*** Opening of The records ***

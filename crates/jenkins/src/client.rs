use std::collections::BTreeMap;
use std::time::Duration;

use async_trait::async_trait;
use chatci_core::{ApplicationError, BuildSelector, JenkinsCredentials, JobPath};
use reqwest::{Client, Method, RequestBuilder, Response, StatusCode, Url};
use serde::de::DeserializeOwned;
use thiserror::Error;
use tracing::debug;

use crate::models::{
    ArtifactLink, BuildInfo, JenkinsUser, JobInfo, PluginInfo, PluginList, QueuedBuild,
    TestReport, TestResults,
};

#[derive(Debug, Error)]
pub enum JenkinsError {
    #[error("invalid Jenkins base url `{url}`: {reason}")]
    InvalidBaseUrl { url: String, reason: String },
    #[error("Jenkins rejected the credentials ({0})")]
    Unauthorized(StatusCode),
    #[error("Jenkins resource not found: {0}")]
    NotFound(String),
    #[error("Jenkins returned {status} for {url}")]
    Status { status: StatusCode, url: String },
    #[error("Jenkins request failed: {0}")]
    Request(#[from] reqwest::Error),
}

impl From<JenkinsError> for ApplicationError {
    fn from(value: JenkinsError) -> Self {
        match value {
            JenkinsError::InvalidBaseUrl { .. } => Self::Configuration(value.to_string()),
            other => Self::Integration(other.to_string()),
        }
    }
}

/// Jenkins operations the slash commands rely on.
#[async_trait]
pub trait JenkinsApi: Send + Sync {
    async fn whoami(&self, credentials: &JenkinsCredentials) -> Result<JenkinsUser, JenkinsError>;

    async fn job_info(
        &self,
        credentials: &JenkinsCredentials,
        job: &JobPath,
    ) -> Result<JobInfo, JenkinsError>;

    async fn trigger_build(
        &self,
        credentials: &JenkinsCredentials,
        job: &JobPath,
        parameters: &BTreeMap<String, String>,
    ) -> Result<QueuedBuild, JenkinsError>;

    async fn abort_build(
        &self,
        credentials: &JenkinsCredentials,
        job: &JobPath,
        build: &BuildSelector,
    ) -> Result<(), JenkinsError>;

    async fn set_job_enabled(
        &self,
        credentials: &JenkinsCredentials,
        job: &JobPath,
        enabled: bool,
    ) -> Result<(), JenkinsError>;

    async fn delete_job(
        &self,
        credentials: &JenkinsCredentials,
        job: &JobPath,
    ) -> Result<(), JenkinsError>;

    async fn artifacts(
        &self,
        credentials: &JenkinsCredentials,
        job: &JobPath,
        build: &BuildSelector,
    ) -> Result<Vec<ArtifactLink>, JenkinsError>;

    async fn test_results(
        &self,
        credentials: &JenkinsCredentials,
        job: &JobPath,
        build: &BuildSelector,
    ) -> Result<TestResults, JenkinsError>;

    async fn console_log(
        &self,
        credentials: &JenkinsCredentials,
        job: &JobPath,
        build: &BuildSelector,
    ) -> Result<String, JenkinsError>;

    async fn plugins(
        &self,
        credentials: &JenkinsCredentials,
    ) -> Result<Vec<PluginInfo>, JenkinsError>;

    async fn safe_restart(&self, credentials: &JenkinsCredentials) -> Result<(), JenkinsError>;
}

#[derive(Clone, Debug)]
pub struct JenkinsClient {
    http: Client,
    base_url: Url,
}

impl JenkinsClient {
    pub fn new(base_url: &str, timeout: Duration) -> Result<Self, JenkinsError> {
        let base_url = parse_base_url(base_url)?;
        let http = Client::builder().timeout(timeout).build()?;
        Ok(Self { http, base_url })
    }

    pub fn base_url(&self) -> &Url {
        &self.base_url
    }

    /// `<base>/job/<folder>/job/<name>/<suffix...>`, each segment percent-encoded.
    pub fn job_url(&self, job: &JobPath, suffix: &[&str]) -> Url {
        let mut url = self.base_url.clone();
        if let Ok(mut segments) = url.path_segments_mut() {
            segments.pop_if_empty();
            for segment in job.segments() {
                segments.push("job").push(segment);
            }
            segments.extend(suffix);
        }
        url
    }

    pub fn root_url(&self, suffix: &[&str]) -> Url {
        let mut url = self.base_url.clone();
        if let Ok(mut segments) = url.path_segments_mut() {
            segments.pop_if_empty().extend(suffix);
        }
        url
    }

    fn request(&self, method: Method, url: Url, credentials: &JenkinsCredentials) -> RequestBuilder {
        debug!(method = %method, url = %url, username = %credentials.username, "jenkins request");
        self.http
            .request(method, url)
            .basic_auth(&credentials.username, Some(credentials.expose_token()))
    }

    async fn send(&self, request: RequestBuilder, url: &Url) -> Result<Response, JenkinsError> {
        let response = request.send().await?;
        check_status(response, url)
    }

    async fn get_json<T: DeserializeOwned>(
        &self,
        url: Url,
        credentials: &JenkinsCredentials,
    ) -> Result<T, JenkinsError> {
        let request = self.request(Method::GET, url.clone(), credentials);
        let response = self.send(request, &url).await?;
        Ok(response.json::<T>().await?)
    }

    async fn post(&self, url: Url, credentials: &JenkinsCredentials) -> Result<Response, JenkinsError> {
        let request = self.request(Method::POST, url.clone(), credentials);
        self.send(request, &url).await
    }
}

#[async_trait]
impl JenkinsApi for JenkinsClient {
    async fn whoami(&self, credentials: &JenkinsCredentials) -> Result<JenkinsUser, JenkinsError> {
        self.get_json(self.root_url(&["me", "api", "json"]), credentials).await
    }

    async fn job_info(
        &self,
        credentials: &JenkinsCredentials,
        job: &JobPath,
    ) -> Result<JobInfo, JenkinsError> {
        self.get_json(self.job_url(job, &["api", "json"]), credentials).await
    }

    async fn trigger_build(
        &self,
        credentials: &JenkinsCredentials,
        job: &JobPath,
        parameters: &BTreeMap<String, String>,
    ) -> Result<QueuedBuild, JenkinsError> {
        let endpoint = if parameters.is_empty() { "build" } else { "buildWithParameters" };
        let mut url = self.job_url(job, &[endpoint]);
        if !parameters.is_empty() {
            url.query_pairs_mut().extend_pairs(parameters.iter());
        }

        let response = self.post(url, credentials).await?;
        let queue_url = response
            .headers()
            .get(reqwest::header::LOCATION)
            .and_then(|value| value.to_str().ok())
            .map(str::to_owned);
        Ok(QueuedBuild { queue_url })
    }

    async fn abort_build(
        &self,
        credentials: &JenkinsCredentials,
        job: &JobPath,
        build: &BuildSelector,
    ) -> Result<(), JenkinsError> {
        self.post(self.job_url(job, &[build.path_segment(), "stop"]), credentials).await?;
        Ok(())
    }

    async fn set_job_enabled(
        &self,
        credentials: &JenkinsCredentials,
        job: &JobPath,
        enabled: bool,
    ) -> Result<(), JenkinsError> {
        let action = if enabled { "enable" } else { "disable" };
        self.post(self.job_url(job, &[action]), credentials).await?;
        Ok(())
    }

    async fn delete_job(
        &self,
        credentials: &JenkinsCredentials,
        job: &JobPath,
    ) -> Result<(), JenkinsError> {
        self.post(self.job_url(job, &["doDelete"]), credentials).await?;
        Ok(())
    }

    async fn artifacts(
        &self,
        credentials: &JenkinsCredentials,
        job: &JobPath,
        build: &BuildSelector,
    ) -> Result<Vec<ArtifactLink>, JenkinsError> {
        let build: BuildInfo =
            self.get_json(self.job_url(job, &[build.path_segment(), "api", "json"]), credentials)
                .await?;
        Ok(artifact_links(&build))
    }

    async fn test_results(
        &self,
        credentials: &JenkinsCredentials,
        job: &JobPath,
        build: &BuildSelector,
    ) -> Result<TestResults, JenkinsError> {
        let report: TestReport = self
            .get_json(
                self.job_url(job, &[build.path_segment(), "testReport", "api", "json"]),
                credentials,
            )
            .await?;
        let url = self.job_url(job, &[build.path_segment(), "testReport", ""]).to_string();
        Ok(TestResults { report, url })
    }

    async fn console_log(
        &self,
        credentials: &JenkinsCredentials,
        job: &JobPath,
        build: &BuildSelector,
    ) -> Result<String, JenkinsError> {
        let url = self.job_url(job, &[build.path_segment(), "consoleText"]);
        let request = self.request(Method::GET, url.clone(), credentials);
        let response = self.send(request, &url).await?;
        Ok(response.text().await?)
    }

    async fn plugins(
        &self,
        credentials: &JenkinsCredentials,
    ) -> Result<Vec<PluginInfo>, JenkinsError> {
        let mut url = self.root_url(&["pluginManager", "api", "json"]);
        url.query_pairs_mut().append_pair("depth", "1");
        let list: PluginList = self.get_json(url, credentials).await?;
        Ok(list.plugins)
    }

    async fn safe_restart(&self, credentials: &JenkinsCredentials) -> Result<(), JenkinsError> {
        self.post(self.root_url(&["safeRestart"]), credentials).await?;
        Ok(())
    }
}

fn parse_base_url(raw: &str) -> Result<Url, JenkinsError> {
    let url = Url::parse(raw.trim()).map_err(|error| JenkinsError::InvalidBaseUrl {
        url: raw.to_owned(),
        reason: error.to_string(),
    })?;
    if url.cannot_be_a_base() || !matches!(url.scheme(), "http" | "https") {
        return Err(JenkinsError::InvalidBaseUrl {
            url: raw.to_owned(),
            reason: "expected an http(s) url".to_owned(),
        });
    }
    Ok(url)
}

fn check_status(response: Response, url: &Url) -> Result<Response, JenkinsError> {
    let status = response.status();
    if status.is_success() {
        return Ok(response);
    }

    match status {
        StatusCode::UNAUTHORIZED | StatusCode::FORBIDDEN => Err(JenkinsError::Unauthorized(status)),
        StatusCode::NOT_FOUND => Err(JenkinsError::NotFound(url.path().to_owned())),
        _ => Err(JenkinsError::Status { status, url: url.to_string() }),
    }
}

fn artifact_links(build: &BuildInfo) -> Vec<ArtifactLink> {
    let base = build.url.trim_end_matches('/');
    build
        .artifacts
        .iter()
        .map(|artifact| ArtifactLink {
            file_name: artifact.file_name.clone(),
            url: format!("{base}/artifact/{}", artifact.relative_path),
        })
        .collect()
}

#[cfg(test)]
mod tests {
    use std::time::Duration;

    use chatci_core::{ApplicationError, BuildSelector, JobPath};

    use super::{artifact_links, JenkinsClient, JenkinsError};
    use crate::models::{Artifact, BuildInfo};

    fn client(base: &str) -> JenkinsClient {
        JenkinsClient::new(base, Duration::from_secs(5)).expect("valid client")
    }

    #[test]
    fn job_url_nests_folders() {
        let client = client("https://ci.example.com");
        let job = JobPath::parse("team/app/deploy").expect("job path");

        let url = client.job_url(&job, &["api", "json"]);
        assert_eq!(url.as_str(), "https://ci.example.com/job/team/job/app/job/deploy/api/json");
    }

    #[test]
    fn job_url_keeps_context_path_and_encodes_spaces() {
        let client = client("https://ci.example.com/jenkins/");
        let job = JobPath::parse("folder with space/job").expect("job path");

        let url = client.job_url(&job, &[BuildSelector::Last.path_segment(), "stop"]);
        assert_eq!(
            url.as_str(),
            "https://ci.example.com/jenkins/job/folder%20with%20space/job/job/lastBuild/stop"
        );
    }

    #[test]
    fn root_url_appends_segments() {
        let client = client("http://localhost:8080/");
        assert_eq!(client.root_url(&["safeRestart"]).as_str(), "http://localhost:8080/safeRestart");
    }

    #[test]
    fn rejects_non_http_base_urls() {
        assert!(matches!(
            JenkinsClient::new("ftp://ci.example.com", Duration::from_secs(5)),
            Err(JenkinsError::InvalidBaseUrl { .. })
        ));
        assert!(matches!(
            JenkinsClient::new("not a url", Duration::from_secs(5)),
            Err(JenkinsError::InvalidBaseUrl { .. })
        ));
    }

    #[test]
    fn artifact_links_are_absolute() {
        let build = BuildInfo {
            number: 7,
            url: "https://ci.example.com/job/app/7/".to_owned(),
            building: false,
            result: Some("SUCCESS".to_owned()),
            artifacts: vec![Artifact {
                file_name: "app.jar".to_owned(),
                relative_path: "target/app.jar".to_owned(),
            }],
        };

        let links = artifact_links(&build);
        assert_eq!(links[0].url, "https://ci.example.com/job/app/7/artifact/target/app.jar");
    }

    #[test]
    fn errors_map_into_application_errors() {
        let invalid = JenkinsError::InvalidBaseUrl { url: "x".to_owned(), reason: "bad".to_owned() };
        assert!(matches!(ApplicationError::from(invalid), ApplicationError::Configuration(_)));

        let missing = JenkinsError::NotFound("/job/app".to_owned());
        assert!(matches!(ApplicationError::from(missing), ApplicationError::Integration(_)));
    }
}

*** Close of The records ***
*** Opening of The records ***

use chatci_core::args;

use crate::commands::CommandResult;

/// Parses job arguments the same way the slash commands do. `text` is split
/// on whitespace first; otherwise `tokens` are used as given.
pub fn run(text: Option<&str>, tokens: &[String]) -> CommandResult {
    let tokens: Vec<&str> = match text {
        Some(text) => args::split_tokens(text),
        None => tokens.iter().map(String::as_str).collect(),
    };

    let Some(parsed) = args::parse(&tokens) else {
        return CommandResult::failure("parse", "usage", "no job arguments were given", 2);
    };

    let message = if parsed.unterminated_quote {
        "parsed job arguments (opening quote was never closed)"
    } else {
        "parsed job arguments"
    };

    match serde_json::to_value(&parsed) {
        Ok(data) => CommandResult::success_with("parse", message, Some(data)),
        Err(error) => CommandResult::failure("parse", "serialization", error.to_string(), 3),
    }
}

*** Close of The records ***

__Activity__. When a line above includes the word "reqwest", please list that line.

__Exercise output__.
use reqwest::{Client, Method, RequestBuilder, Response, StatusCode, Url};
    Request(#[from] reqwest::Error),
            .get(reqwest::header::LOCATION)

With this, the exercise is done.